Saved entries:

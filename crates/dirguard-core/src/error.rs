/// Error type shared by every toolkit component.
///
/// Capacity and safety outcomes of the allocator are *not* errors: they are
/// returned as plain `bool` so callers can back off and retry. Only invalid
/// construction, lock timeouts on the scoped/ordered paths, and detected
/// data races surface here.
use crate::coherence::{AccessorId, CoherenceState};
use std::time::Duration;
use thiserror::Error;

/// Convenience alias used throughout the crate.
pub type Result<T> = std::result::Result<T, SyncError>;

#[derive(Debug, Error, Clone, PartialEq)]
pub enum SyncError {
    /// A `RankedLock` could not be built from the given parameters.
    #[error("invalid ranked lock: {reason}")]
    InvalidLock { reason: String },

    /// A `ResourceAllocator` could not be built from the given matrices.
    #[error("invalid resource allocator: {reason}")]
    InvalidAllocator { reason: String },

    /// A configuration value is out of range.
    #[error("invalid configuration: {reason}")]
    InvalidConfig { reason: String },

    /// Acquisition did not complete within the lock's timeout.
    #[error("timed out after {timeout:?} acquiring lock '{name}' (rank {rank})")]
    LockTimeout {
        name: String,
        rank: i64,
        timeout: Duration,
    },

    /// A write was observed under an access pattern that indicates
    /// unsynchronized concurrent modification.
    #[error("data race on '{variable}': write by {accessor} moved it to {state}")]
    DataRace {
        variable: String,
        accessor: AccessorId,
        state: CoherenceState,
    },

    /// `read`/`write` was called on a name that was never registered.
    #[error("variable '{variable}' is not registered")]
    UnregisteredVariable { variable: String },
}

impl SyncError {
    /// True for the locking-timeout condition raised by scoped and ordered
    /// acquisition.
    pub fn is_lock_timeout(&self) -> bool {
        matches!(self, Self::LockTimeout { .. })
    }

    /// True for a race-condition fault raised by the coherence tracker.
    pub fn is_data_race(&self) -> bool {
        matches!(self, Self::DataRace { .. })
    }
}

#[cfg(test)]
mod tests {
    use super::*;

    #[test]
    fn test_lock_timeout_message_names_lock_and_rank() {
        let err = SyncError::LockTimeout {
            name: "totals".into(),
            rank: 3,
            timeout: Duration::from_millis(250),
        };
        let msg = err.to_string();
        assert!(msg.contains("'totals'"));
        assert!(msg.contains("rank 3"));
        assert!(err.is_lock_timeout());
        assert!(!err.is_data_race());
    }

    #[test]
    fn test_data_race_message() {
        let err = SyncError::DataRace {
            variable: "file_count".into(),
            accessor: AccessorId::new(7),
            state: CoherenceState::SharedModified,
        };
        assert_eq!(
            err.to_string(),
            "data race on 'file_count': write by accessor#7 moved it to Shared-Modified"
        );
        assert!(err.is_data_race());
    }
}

* [PROBLEM REQUIREMENTS]
Return, unchanged, the run of lines above that opens with the line containing "pub type Result<T>" and closes with the line containing "the coherence tracker.". Include both.

* [TASK ANSWER]
pub type Result<T> = std::result::Result<T, SyncError>;

#[derive(Debug, Error, Clone, PartialEq)]
pub enum SyncError {
    /// A `RankedLock` could not be built from the given parameters.
    #[error("invalid ranked lock: {reason}")]
    InvalidLock { reason: String },

    /// A `ResourceAllocator` could not be built from the given matrices.
    #[error("invalid resource allocator: {reason}")]
    InvalidAllocator { reason: String },

    /// A configuration value is out of range.
    #[error("invalid configuration: {reason}")]
    InvalidConfig { reason: String },

    /// Acquisition did not complete within the lock's timeout.
    #[error("timed out after {timeout:?} acquiring lock '{name}' (rank {rank})")]
    LockTimeout {
        name: String,
        rank: i64,
        timeout: Duration,
    },

    /// A write was observed under an access pattern that indicates
    /// unsynchronized concurrent modification.
    #[error("data race on '{variable}': write by {accessor} moved it to {state}")]
    DataRace {
        variable: String,
        accessor: AccessorId,
        state: CoherenceState,
    },

    /// `read`/`write` was called on a name that was never registered.
    #[error("variable '{variable}' is not registered")]
    UnregisteredVariable { variable: String },
}

impl SyncError {
    /// True for the locking-timeout condition raised by scoped and ordered
    /// acquisition.
    pub fn is_lock_timeout(&self) -> bool {
        matches!(self, Self::LockTimeout { .. })
    }

    /// True for a race-condition fault raised by the coherence tracker.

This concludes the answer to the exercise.